◆ **TASK OBJECTIVE**: Using the records below, locate all lines containing "until" and return them.

::: DATA LISTING

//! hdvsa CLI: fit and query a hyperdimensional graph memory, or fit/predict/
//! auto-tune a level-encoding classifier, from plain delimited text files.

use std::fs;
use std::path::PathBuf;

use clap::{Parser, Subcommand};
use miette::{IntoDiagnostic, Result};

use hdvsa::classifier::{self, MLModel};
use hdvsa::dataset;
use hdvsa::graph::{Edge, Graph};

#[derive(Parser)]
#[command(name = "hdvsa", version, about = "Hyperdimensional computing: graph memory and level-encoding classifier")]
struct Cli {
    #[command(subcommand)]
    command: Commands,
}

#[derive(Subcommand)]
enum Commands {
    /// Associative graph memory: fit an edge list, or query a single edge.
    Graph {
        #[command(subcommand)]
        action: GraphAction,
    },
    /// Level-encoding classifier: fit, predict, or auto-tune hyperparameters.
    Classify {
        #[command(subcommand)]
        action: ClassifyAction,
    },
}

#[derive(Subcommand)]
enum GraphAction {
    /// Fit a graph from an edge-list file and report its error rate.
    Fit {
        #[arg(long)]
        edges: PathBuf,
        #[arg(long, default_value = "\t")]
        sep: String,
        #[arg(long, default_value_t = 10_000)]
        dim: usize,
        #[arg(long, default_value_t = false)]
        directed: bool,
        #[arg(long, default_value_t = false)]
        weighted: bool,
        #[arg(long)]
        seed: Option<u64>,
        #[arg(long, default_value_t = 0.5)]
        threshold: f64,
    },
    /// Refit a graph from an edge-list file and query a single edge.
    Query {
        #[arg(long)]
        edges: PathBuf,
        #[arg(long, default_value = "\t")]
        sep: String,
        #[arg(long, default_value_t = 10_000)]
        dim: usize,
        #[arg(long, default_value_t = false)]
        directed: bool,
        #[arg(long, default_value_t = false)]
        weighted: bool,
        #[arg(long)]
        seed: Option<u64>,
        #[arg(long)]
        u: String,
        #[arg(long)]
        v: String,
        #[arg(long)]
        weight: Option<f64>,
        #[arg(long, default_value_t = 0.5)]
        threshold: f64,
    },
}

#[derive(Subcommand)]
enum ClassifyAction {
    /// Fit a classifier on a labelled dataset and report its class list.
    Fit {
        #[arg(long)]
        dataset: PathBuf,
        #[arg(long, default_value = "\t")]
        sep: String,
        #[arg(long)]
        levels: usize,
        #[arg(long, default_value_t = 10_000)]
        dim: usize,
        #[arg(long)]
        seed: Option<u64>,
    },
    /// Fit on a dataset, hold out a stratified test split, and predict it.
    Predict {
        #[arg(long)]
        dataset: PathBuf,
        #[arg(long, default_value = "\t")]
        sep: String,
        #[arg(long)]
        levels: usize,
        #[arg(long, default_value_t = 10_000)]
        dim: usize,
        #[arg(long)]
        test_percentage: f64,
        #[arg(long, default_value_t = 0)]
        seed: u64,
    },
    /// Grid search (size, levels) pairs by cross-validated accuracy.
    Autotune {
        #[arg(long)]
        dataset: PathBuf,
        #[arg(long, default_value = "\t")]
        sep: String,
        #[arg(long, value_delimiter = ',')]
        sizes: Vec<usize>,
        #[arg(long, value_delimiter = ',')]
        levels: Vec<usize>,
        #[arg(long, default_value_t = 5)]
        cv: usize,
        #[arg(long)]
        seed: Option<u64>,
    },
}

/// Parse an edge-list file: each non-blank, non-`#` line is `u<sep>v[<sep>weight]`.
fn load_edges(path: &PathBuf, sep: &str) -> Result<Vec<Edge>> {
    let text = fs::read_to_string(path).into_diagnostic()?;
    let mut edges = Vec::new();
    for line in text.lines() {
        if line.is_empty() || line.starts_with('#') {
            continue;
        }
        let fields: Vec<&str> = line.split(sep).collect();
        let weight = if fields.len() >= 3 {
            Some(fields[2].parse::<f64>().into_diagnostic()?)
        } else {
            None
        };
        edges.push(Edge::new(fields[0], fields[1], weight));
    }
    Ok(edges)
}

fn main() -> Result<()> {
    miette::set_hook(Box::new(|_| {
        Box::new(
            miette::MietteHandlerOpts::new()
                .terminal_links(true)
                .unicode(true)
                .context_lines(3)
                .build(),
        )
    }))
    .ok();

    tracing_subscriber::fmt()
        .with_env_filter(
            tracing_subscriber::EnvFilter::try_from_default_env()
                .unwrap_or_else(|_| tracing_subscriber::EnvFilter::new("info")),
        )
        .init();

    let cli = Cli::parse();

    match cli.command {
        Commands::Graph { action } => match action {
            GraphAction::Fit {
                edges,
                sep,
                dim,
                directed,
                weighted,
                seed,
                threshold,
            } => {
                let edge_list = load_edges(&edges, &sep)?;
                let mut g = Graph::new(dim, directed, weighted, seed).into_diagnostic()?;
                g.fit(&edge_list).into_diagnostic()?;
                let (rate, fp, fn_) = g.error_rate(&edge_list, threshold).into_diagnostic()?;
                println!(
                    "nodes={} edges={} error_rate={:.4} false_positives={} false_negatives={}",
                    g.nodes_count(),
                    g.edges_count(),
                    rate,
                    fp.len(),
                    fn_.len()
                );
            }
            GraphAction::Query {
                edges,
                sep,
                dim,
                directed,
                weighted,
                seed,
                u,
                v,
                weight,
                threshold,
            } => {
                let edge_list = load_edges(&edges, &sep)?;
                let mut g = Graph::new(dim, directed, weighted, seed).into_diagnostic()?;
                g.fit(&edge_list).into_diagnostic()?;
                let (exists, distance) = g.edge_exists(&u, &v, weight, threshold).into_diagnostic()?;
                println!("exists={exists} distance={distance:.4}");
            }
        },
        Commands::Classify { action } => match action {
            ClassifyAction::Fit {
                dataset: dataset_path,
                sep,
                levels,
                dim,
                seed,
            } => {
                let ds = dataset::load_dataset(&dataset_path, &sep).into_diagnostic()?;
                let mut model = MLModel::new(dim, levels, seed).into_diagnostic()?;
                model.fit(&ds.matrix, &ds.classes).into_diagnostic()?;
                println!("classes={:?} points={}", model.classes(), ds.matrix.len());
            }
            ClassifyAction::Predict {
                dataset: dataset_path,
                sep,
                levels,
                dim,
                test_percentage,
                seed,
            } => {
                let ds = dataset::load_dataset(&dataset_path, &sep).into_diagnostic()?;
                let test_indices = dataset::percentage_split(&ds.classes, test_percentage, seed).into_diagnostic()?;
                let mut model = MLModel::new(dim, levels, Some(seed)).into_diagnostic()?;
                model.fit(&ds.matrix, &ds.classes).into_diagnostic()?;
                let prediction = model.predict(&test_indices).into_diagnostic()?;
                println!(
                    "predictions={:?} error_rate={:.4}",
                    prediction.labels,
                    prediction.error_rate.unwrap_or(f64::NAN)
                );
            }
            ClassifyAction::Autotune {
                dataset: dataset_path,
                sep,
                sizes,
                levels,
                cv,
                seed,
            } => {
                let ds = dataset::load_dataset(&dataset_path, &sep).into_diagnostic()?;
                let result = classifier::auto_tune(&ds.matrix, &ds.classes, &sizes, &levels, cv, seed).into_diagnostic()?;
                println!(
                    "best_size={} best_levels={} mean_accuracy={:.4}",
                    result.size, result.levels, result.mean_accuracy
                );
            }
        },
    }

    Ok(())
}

::::::
::: DATA LISTING

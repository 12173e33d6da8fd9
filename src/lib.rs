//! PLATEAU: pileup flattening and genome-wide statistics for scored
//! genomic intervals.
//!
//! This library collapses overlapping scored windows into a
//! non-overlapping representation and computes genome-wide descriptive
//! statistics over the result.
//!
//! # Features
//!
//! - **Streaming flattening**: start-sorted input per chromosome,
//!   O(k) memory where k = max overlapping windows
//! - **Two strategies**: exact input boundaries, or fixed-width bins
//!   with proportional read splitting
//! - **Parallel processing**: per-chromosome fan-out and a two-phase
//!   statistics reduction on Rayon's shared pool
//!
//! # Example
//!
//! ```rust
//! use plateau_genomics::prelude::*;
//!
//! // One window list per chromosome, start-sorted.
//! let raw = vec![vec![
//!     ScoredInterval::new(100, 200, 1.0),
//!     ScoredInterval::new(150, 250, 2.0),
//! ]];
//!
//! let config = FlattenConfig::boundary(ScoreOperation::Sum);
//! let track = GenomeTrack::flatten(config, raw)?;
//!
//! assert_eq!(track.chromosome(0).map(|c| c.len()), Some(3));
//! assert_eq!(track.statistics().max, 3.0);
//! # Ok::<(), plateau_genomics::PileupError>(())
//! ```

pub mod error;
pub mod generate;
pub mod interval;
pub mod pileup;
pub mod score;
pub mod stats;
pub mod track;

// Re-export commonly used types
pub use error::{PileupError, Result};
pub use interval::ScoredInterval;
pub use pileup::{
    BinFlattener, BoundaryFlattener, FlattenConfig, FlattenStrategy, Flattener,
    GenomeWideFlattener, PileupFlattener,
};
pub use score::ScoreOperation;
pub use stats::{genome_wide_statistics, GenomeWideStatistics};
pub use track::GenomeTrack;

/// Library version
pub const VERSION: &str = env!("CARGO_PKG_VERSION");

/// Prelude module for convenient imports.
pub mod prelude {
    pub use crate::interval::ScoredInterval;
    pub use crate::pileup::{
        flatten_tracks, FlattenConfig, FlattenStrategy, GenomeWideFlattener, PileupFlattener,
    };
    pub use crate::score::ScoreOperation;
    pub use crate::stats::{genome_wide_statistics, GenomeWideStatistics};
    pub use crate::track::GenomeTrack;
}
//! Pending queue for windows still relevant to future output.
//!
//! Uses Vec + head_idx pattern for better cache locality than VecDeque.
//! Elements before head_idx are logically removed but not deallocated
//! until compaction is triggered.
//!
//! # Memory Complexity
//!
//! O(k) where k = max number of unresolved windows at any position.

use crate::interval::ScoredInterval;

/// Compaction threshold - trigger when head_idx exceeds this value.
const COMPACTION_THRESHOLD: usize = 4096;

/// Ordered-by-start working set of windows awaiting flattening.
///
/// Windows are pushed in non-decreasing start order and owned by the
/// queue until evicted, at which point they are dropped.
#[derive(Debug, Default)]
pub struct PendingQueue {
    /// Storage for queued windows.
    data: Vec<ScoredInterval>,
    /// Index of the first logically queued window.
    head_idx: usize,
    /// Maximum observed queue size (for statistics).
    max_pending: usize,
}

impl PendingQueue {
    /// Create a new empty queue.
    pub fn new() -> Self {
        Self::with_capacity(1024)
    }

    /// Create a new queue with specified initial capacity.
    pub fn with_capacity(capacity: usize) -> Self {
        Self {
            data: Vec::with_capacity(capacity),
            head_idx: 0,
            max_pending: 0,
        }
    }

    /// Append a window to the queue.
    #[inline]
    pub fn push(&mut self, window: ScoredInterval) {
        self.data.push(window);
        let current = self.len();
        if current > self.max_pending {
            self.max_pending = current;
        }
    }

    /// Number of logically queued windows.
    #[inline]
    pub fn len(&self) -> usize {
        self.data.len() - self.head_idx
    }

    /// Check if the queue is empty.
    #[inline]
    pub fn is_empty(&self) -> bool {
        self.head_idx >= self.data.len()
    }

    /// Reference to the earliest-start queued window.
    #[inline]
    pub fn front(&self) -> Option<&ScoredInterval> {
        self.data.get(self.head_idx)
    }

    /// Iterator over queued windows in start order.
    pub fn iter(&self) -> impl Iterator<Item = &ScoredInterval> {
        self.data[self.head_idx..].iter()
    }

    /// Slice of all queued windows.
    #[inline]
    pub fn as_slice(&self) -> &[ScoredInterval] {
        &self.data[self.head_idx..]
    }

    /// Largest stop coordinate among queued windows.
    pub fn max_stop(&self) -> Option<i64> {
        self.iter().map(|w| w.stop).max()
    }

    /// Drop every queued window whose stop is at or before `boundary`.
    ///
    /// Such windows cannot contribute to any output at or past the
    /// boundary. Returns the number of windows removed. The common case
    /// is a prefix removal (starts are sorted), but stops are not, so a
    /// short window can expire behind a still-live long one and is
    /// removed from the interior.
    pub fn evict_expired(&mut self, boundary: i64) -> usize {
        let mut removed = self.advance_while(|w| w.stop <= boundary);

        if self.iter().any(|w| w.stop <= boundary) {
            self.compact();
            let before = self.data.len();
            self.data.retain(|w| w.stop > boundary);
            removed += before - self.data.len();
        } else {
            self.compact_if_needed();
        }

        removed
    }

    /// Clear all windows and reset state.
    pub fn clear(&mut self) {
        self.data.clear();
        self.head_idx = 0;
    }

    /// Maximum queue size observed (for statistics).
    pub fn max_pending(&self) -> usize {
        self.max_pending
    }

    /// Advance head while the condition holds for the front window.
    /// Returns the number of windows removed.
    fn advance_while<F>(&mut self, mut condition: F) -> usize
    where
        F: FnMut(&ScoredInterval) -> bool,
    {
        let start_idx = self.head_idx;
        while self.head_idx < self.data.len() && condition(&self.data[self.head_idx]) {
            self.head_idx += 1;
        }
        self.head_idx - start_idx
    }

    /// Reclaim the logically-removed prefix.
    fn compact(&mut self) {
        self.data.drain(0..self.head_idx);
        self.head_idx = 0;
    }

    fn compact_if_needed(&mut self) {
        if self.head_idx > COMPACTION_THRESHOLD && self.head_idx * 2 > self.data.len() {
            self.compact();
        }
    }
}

::::::

◆ **WRITTEN SOLUTION**:
//! until compaction is triggered.
/// queue until evicted, at which point they are dropped.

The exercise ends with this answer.